Now you might argue that if we don’t lock down our kids and then people my age get sick and need care at the hospital, then we might overrun the hospital which isn’t fair to our healthcare workers.   Let me start by saying that, like our scientists, I also hold our medical workers in high regard and I am sure this past year has been the most difficult any of them have experienced in their lifetimes (unless they left the system for safety or to protect their own loved ones).  Unfortunately, after a year of COVID-19 and no reasonable argument that we could afford to wait for a vaccine, we have failed to develop capacity and protocols to reduce our vulnerability to this menace that is circulating around us.  As a society we have made choices over the last 50 years that lead us to today and we cannot pivot to smaller retirement homes, more nurses, and most importantly more ICU beds – but at the same time no one wants to accept the unfortunate consequences that come from priorities we chose.

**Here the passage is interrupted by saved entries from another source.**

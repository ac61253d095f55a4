//! Database configuration.
//!
//! [`Options`] is passed to [`Db::open`](crate::db::Db::open);
//! [`WriteOptions`], [`ReadOptions`], and [`FlushOptions`] parameterize
//! individual operations.

use crate::checksum::ChecksumKind;
use crate::compression::CompressionKind;
use crate::keys::COMPARATOR_NAME;

/// Database-wide configuration.
#[derive(Debug, Clone)]
pub struct Options {
    /// Create the database when the directory holds none; opening a
    /// missing database without this fails.
    pub create_if_missing: bool,

    /// Fail when the directory already holds a database.
    pub error_if_exists: bool,

    /// Memtable size that triggers a flush.
    pub write_buffer_size: usize,

    /// Capacity of the open-table cache.
    pub max_open_files: usize,

    /// Target uncompressed data-block size for new tables.
    pub block_size: usize,

    /// Entries between restart points in data blocks.
    pub restart_interval: usize,

    /// Table format version to write: 0 or 3–6.
    pub format_version: u32,

    /// Compression codec for new tables.
    pub compression: CompressionKind,

    /// Checksum function for new tables.
    pub checksum: ChecksumKind,

    /// Bloom bits per key for new tables; 0 disables filters.
    pub filter_bits_per_key: usize,

    /// User-key comparator name.  Only the bytewise comparator is
    /// supported; the name is validated for on-disk interop.
    pub comparator: String,

    /// Verify block checksums on every read.
    pub verify_checksums: bool,
}

impl Default for Options {
    fn default() -> Self {
        Self {
            create_if_missing: false,
            error_if_exists: false,
            write_buffer_size: 64 * 1024 * 1024,
            max_open_files: 64,
            block_size: 4096,
            restart_interval: 16,
            format_version: 5,
            compression: CompressionKind::None,
            checksum: ChecksumKind::Crc32c,
            filter_bits_per_key: 10,
            comparator: COMPARATOR_NAME.to_string(),
            verify_checksums: false,
        }
    }
}

/// Per-write durability knob.
#[derive(Debug, Clone, Default)]
pub struct WriteOptions {
    /// Fsync the WAL before acknowledging the write.
    pub sync: bool,
}

/// Per-read options.
#[derive(Debug, Clone, Default)]
pub struct ReadOptions {
    /// Read as of this sequence number instead of the latest state.
    pub snapshot: Option<u64>,
}

/// Flush behavior.
#[derive(Debug, Clone)]
pub struct FlushOptions {
    /// Block until the flush has been durably installed.
    pub wait: bool,
}

impl Default for FlushOptions {
    fn default() -> Self {
        Self { wait: true }
    }
}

It is morbid to think about choosing who we save and who we sacrifice but not talking about it, pretending that we can save everyone, and then lamenting each death lacks wisdom.  For all of us, one day our time will be up, and we can’t look to the government to prevent that from happening.  Should the government outlaw obesity or smoking which are clear co-morbidities for those contracting COVID-19?  What will we do when the next virus arrives? What do we owe each other in society and how to we choose between personal freedoms and the collective good?

These are hard questions and take time for discussion – I can’t help but think that we have been caught flat footed without any real idea of what is important to all of us and maybe the answer is so different for many of us that we were only living an illusion that we were all part of the same society.